Uniforms: Charting Maturity

Monday, December 16th, 2024

At Grandparents Day last year, a grandfather parted a crowd of costumed fourth graders, and walked up to a senior, asking him: “What is that gold piece of cloth you wear around your neck?” These pieces of cloth, called stoles, are a reminder to seniors to serve the younger students. Stoles resemble the cloth that Jesus used to wash the disciples’ feet in passages like John 13:1-17: “Now that I, your Lord and teacher, have washed your feet, you also should wash one another’s feet.”  

Uniforms at Regents chart maturity while making students feel that they are part of a wider community and purpose. The stoles are given to rising seniors at the end of the year at Ephesians Chapel. There, other clothing is used to mark thresholds for students. Sixth grade boys receive ties that they will wear (and learn to tie every day) in the Logic School as rising seventh graders. Eighth graders receive blue blazers to take with them into the Rhetoric School. 

Fourth grade girls await the day they put on brown shoes and dispense with the plaid jumper. For younger siblings, a right of passage is walking into Kindergarten wearing the uniforms of their older siblings.

“School uniforms provide an additional sense of structure and order for children, which they thrive on,” says Mason Muur, Principal of the Grammar School. “The uniforms allow the focus to remain on joyful learning.”

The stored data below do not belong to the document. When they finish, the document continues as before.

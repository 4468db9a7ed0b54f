// Command-line configuration
// clap parsers for the relay and the monitor

use std::net::SocketAddr;
use std::path::PathBuf;
use std::time::Duration;
use clap::Parser;

use crate::constants::{DEFAULT_RELAY_PORT, DEFAULT_SERIALDUMP, SYNC_INTERVAL_SECS};
use crate::net::ingest::IngestConfig;
use crate::net::relay::RelayOptions;

/// Testbed relay configuration
#[derive(Parser, Debug, Clone)]
#[command(author, version, about = "Relays testbed events to a monitor with clock-corrected latencies", long_about = None)]
pub struct RelayConfig {
    /// Address to accept the monitor connection on.
    #[arg(long, value_name = "ADDR", default_value_t = SocketAddr::from(([0, 0, 0, 0], DEFAULT_RELAY_PORT)))]
    pub listen: SocketAddr,

    /// Port used for upstream relays when `connect` names a bare host.
    #[arg(long, default_value_t = DEFAULT_RELAY_PORT)]
    pub upstream_port: u16,

    /// Seconds between clock-sync probes on the upstream link.
    #[arg(long, value_name = "SECS", default_value_t = SYNC_INTERVAL_SECS)]
    pub sync_interval: u64,

    /// Seconds to wait for an upstream connection.
    #[arg(long, value_name = "SECS", default_value_t = 5)]
    pub connect_timeout: u64,

    /// Path of the serialdump tool.
    #[arg(long, value_name = "PATH", default_value = DEFAULT_SERIALDUMP)]
    pub serialdump: PathBuf,

    /// Serial device under /dev to read (repeatable). Discovered when omitted.
    #[arg(long = "device", value_name = "NAME")]
    pub devices: Vec<String>,

    /// Don't read local motes, only relay upstream traffic.
    #[arg(long, default_value_t = false)]
    pub no_serial: bool,

    /// Verbose logging (DEBUG level)
    #[arg(long, short, default_value_t = false)]
    pub verbose: bool,
}

impl RelayConfig {
    pub fn relay_options(&self) -> RelayOptions {
        RelayOptions {
            default_upstream_port: self.upstream_port,
            sync_interval: Duration::from_secs(self.sync_interval.max(1)),
            connect_timeout: Duration::from_secs(self.connect_timeout),
            ingest: IngestConfig {
                enabled: !self.no_serial,
                serialdump: self.serialdump.clone(),
                devices: self.devices.clone(),
            },
        }
    }
}

/// Monitor configuration
#[derive(Parser, Debug, Clone)]
#[command(author, version, about = "Testbed dashboard with time travel", long_about = None)]
pub struct MonitorConfig {
    /// Relay to connect to.
    #[arg(long, value_name = "HOST:PORT", default_value = "127.0.0.1:8001")]
    pub relay: String,

    /// Ask the relay to bridge to this remote relay.
    #[arg(long, value_name = "IP")]
    pub remote: Option<String>,

    /// Serve the current snapshot over HTTP on this port.
    #[arg(long, value_name = "PORT")]
    pub http_port: Option<u16>,

    /// Static files served next to the HTTP state endpoints.
    #[arg(long, value_name = "DIR")]
    pub static_dir: Option<PathBuf>,

    /// Start from a previously saved history.
    #[arg(long, value_name = "FILE")]
    pub import: Option<PathBuf>,

    /// Verbose logging (DEBUG level)
    #[arg(long, short, default_value_t = false)]
    pub verbose: bool,
}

There are uniform distinctions vertically between grades that signal maturity, and then there are similarities within grades which promote inclusivity and facilitate focus. “The dressing alike underlines that we have common vision and common goals,” says Amy Lindsay, Director of Curriculum and Instruction at Regents. She relates this to a similar ethos of the Rule of Saint Benedict, which teaches that dress helps form the heart to God’s kingdom through daily observance.

Other benefits of uniforms:

• Generates better test scores: A study comparing student behavior in 39 countries found that students who wear uniforms listen significantly better, there are lower noise levels, and more classes start on time. Source: Emerald Insight  

• Lowers distractions: For students with learning distractions, Lindsey says, uniforms can be a mercy because the dress of other students creates an environment with less visual interruptions.

• Enables responsibility: Students learn to follow rules which prepares them for more professional environments.

• Lessens stress for students and parents: There’s less decision-making (and arguments) in the morning because students and parents know what to wear and what everyone else at school will wear.